'''
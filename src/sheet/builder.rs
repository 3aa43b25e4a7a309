use anyhow::Result;
use image::{RgbaImage, imageops};
use log::{debug, info};

use super::{PlacedSprite, Sheet};
use crate::error::TatamiError;
use crate::layout::{Bounds, CropSpec, GridLayout};
use crate::sprite::{Sprite, crop_sprites};

/// Assembles a sprite set into a single sheet.
pub struct SheetBuilder {
    crop: Option<CropSpec>,
    require_uniform: bool,
}

impl SheetBuilder {
    pub fn new() -> Self {
        Self {
            crop: None,
            require_uniform: false,
        }
    }

    pub fn crop(mut self, crop: Option<CropSpec>) -> Self {
        self.crop = crop;
        self
    }

    /// Require every sprite to share one size. Enabled when neither
    /// trimming nor cropping runs, since the layout then has no way to
    /// reconcile mixed sizes.
    pub fn require_uniform(mut self, require_uniform: bool) -> Self {
        self.require_uniform = require_uniform;
        self
    }

    /// Build the sheet from the given sprites.
    pub fn build(&self, sprites: Vec<Sprite>) -> Result<Sheet> {
        if sprites.is_empty() {
            return Err(TatamiError::NoImages.into());
        }

        if self.require_uniform {
            check_uniform_sizes(&sprites)?;
        }

        let bounds = Bounds::measure(&sprites);
        debug!(
            "Measured bounds: smallest {}x{}, biggest {}x{}",
            bounds.smallest.width, bounds.smallest.height, bounds.biggest.width,
            bounds.biggest.height
        );

        let sprites = if let Some(spec) = &self.crop {
            let region = spec.resolve(&sprites, &bounds)?;
            info!(
                "Cropping to {}x{} at ({}, {})",
                region.width, region.height, region.left, region.top
            );
            crop_sprites(sprites, region)
        } else {
            sprites
        };

        // Cropping changes dimensions, so the cell size comes from a
        // fresh measurement of the working set
        let bounds = Bounds::measure(&sprites);
        let layout = GridLayout::new(sprites.len(), bounds.biggest);
        let canvas = layout.canvas();

        info!(
            "Laying out {} sprites on a {}x{} grid ({}x{} px)",
            sprites.len(),
            layout.dim,
            layout.dim,
            canvas.width,
            canvas.height
        );

        let mut image = RgbaImage::new(canvas.width, canvas.height);
        let mut placed = Vec::with_capacity(sprites.len());

        for (index, sprite) in sprites.iter().enumerate() {
            let (x, y) = layout.place(index, sprite.width(), sprite.height());
            imageops::overlay(&mut image, &sprite.image, x, y);
            placed.push(PlacedSprite {
                name: sprite.name.clone(),
                x,
                y,
                width: sprite.width(),
                height: sprite.height(),
            });
        }

        Ok(Sheet {
            width: canvas.width,
            height: canvas.height,
            image,
            sprites: placed,
        })
    }
}

impl Default for SheetBuilder {
    fn default() -> Self {
        Self::new()
    }
}

fn check_uniform_sizes(sprites: &[Sprite]) -> Result<()> {
    let Some(first) = sprites.first() else {
        return Ok(());
    };
    let (expected_width, expected_height) = (first.width(), first.height());

    for sprite in sprites.iter().skip(1) {
        if sprite.width() != expected_width || sprite.height() != expected_height {
            return Err(TatamiError::SizeMismatch {
                path: sprite.path.clone(),
                width: sprite.width(),
                height: sprite.height(),
                expected_width,
                expected_height,
            }
            .into());
        }
    }

    Ok(())
}

#[cfg(test)]
mod tests {
    use super::*;
    use crate::layout::Rect;
    use image::{Rgba, RgbaImage};
    use std::path::PathBuf;

    fn sprite(name: &str, width: u32, height: u32) -> Sprite {
        Sprite {
            path: PathBuf::from(name),
            name: name.to_string(),
            image: RgbaImage::new(width, height),
        }
    }

    fn uniform_set(count: usize, width: u32, height: u32) -> Vec<Sprite> {
        (0..count)
            .map(|i| sprite(&format!("frame_{i}.png"), width, height))
            .collect()
    }

    #[test]
    fn test_empty_set_is_rejected() {
        let result = SheetBuilder::new().build(Vec::new());
        assert!(result.is_err());
    }

    #[test]
    fn test_uniform_grid_placement() {
        let sheet = SheetBuilder::new().build(uniform_set(8, 100, 100)).unwrap();

        // floor(sqrt(9)) = 3
        assert_eq!(sheet.width, 300);
        assert_eq!(sheet.height, 300);
        assert_eq!(sheet.sprites.len(), 8);

        for (i, placed) in sheet.sprites.iter().enumerate() {
            let col = (i % 3) as i64;
            let row = (i / 3) as i64;
            assert_eq!(placed.x, col * 100);
            assert_eq!(placed.y, row * 100);
        }
    }

    #[test]
    fn test_five_uniform_sprites_match_original_formula() {
        let sheet = SheetBuilder::new().build(uniform_set(5, 100, 100)).unwrap();

        // floor(sqrt(6)) = 2, so the canvas only holds four cells and
        // the fifth sprite is placed one row past the bottom edge
        assert_eq!(sheet.width, 200);
        assert_eq!(sheet.height, 200);
        assert_eq!(sheet.sprites[4].x, 0);
        assert_eq!(sheet.sprites[4].y, 200);
    }

    #[test]
    fn test_mixed_sizes_are_centered() {
        let sprites = vec![
            sprite("big.png", 100, 100),
            sprite("small.png", 40, 20),
            sprite("tall.png", 20, 100),
        ];

        let sheet = SheetBuilder::new().build(sprites).unwrap();

        // biggest = 100x100, dim = floor(sqrt(4)) = 2
        assert_eq!(sheet.width, 200);
        assert_eq!(sheet.height, 200);
        assert_eq!((sheet.sprites[0].x, sheet.sprites[0].y), (0, 0));
        assert_eq!((sheet.sprites[1].x, sheet.sprites[1].y), (130, 40));
        assert_eq!((sheet.sprites[2].x, sheet.sprites[2].y), (40, 100));
    }

    #[test]
    fn test_size_mismatch_in_uniform_mode() {
        let sprites = vec![
            sprite("a.png", 100, 100),
            sprite("b.png", 100, 100),
            sprite("c.png", 90, 100),
        ];

        let result = SheetBuilder::new().require_uniform(true).build(sprites);

        let err = result.unwrap_err();
        match err.downcast_ref::<TatamiError>() {
            Some(TatamiError::SizeMismatch { path, width, .. }) => {
                assert_eq!(path, &PathBuf::from("c.png"));
                assert_eq!(*width, 90);
            }
            other => panic!("expected SizeMismatch, got {other:?}"),
        }
    }

    #[test]
    fn test_crop_changes_cell_size() {
        let sprites = vec![
            sprite("a.png", 100, 100),
            sprite("b.png", 100, 100),
            sprite("c.png", 100, 100),
        ];

        let sheet = SheetBuilder::new()
            .crop(Some(CropSpec::Explicit(Rect::new(0, 0, 40, 40))))
            .build(sprites)
            .unwrap();

        // All sprites crop to 40x40; dim = floor(sqrt(4)) = 2
        assert_eq!(sheet.width, 80);
        assert_eq!(sheet.height, 80);
        assert_eq!(sheet.sprites[0].width, 40);
    }

    #[test]
    fn test_out_of_range_crop_index_fails() {
        let result = SheetBuilder::new()
            .crop(Some(CropSpec::Index(5)))
            .build(uniform_set(3, 10, 10));

        assert!(result.is_err());
    }

    #[test]
    fn test_sprite_pixels_land_on_canvas() {
        let mut img = RgbaImage::new(10, 10);
        for pixel in img.pixels_mut() {
            *pixel = Rgba([0, 0, 255, 255]);
        }
        let sprites = vec![
            Sprite {
                path: PathBuf::from("a.png"),
                name: "a.png".to_string(),
                image: img,
            },
            sprite("b.png", 10, 10),
            sprite("c.png", 10, 10),
        ];

        let sheet = SheetBuilder::new().build(sprites).unwrap();

        assert_eq!(*sheet.image.get_pixel(0, 0), Rgba([0, 0, 255, 255]));
        assert_eq!(*sheet.image.get_pixel(9, 9), Rgba([0, 0, 255, 255]));
        // Cell (0, 1) holds a fully transparent sprite
        assert_eq!(*sheet.image.get_pixel(10, 0), Rgba([0, 0, 0, 0]));
    }
}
'''
Task statement: Reproduce the whole listing above exactly.

Response to the task:
filename src/sheet/builder.rs
repository 3aa43b25e4a7a309
use anyhow::Result;
use image::{RgbaImage, imageops};
use log::{debug, info};

use super::{PlacedSprite, Sheet};
use crate::error::TatamiError;
use crate::layout::{Bounds, CropSpec, GridLayout};
use crate::sprite::{Sprite, crop_sprites};

/// Assembles a sprite set into a single sheet.
pub struct SheetBuilder {
    crop: Option<CropSpec>,
    require_uniform: bool,
}

impl SheetBuilder {
    pub fn new() -> Self {
        Self {
            crop: None,
            require_uniform: false,
        }
    }

    pub fn crop(mut self, crop: Option<CropSpec>) -> Self {
        self.crop = crop;
        self
    }

    /// Require every sprite to share one size. Enabled when neither
    /// trimming nor cropping runs, since the layout then has no way to
    /// reconcile mixed sizes.
    pub fn require_uniform(mut self, require_uniform: bool) -> Self {
        self.require_uniform = require_uniform;
        self
    }

    /// Build the sheet from the given sprites.
    pub fn build(&self, sprites: Vec<Sprite>) -> Result<Sheet> {
        if sprites.is_empty() {
            return Err(TatamiError::NoImages.into());
        }

        if self.require_uniform {
            check_uniform_sizes(&sprites)?;
        }

        let bounds = Bounds::measure(&sprites);
        debug!(
            "Measured bounds: smallest {}x{}, biggest {}x{}",
            bounds.smallest.width, bounds.smallest.height, bounds.biggest.width,
            bounds.biggest.height
        );

        let sprites = if let Some(spec) = &self.crop {
            let region = spec.resolve(&sprites, &bounds)?;
            info!(
                "Cropping to {}x{} at ({}, {})",
                region.width, region.height, region.left, region.top
            );
            crop_sprites(sprites, region)
        } else {
            sprites
        };

        // Cropping changes dimensions, so the cell size comes from a
        // fresh measurement of the working set
        let bounds = Bounds::measure(&sprites);
        let layout = GridLayout::new(sprites.len(), bounds.biggest);
        let canvas = layout.canvas();

        info!(
            "Laying out {} sprites on a {}x{} grid ({}x{} px)",
            sprites.len(),
            layout.dim,
            layout.dim,
            canvas.width,
            canvas.height
        );

        let mut image = RgbaImage::new(canvas.width, canvas.height);
        let mut placed = Vec::with_capacity(sprites.len());

        for (index, sprite) in sprites.iter().enumerate() {
            let (x, y) = layout.place(index, sprite.width(), sprite.height());
            imageops::overlay(&mut image, &sprite.image, x, y);
            placed.push(PlacedSprite {
                name: sprite.name.clone(),
                x,
                y,
                width: sprite.width(),
                height: sprite.height(),
            });
        }

        Ok(Sheet {
            width: canvas.width,
            height: canvas.height,
            image,
            sprites: placed,
        })
    }
}

impl Default for SheetBuilder {
    fn default() -> Self {
        Self::new()
    }
}

fn check_uniform_sizes(sprites: &[Sprite]) -> Result<()> {
    let Some(first) = sprites.first() else {
        return Ok(());
    };
    let (expected_width, expected_height) = (first.width(), first.height());

    for sprite in sprites.iter().skip(1) {
        if sprite.width() != expected_width || sprite.height() != expected_height {
            return Err(TatamiError::SizeMismatch {
                path: sprite.path.clone(),
                width: sprite.width(),
                height: sprite.height(),
                expected_width,
                expected_height,
            }
            .into());
        }
    }

    Ok(())
}

#[cfg(test)]
mod tests {
    use super::*;
    use crate::layout::Rect;
    use image::{Rgba, RgbaImage};
    use std::path::PathBuf;

    fn sprite(name: &str, width: u32, height: u32) -> Sprite {
        Sprite {
            path: PathBuf::from(name),
            name: name.to_string(),
            image: RgbaImage::new(width, height),
        }
    }

    fn uniform_set(count: usize, width: u32, height: u32) -> Vec<Sprite> {
        (0..count)
            .map(|i| sprite(&format!("frame_{i}.png"), width, height))
            .collect()
    }

    #[test]
    fn test_empty_set_is_rejected() {
        let result = SheetBuilder::new().build(Vec::new());
        assert!(result.is_err());
    }

    #[test]
    fn test_uniform_grid_placement() {
        let sheet = SheetBuilder::new().build(uniform_set(8, 100, 100)).unwrap();

        // floor(sqrt(9)) = 3
        assert_eq!(sheet.width, 300);
        assert_eq!(sheet.height, 300);
        assert_eq!(sheet.sprites.len(), 8);

        for (i, placed) in sheet.sprites.iter().enumerate() {
            let col = (i % 3) as i64;
            let row = (i / 3) as i64;
            assert_eq!(placed.x, col * 100);
            assert_eq!(placed.y, row * 100);
        }
    }

    #[test]
    fn test_five_uniform_sprites_match_original_formula() {
        let sheet = SheetBuilder::new().build(uniform_set(5, 100, 100)).unwrap();

        // floor(sqrt(6)) = 2, so the canvas only holds four cells and
        // the fifth sprite is placed one row past the bottom edge
        assert_eq!(sheet.width, 200);
        assert_eq!(sheet.height, 200);
        assert_eq!(sheet.sprites[4].x, 0);
        assert_eq!(sheet.sprites[4].y, 200);
    }

    #[test]
    fn test_mixed_sizes_are_centered() {
        let sprites = vec![
            sprite("big.png", 100, 100),
            sprite("small.png", 40, 20),
            sprite("tall.png", 20, 100),
        ];

        let sheet = SheetBuilder::new().build(sprites).unwrap();

        // biggest = 100x100, dim = floor(sqrt(4)) = 2
        assert_eq!(sheet.width, 200);
        assert_eq!(sheet.height, 200);
        assert_eq!((sheet.sprites[0].x, sheet.sprites[0].y), (0, 0));
        assert_eq!((sheet.sprites[1].x, sheet.sprites[1].y), (130, 40));
        assert_eq!((sheet.sprites[2].x, sheet.sprites[2].y), (40, 100));
    }

    #[test]
    fn test_size_mismatch_in_uniform_mode() {
        let sprites = vec![
            sprite("a.png", 100, 100),
            sprite("b.png", 100, 100),
            sprite("c.png", 90, 100),
        ];

        let result = SheetBuilder::new().require_uniform(true).build(sprites);

        let err = result.unwrap_err();
        match err.downcast_ref::<TatamiError>() {
            Some(TatamiError::SizeMismatch { path, width, .. }) => {
                assert_eq!(path, &PathBuf::from("c.png"));
                assert_eq!(*width, 90);
            }
            other => panic!("expected SizeMismatch, got {other:?}"),
        }
    }

    #[test]
    fn test_crop_changes_cell_size() {
        let sprites = vec![
            sprite("a.png", 100, 100),
            sprite("b.png", 100, 100),
            sprite("c.png", 100, 100),
        ];

        let sheet = SheetBuilder::new()
            .crop(Some(CropSpec::Explicit(Rect::new(0, 0, 40, 40))))
            .build(sprites)
            .unwrap();

        // All sprites crop to 40x40; dim = floor(sqrt(4)) = 2
        assert_eq!(sheet.width, 80);
        assert_eq!(sheet.height, 80);
        assert_eq!(sheet.sprites[0].width, 40);
    }

    #[test]
    fn test_out_of_range_crop_index_fails() {
        let result = SheetBuilder::new()
            .crop(Some(CropSpec::Index(5)))
            .build(uniform_set(3, 10, 10));

        assert!(result.is_err());
    }

    #[test]
    fn test_sprite_pixels_land_on_canvas() {
        let mut img = RgbaImage::new(10, 10);
        for pixel in img.pixels_mut() {
            *pixel = Rgba([0, 0, 255, 255]);
        }
        let sprites = vec![
            Sprite {
                path: PathBuf::from("a.png"),
                name: "a.png".to_string(),
                image: img,
            },
            sprite("b.png", 10, 10),
            sprite("c.png", 10, 10),
        ];

        let sheet = SheetBuilder::new().build(sprites).unwrap();

        assert_eq!(*sheet.image.get_pixel(0, 0), Rgba([0, 0, 255, 255]));
        assert_eq!(*sheet.image.get_pixel(9, 9), Rgba([0, 0, 255, 255]));
        // Cell (0, 1) holds a fully transparent sprite
        assert_eq!(*sheet.image.get_pixel(10, 0), Rgba([0, 0, 0, 0]));
    }
}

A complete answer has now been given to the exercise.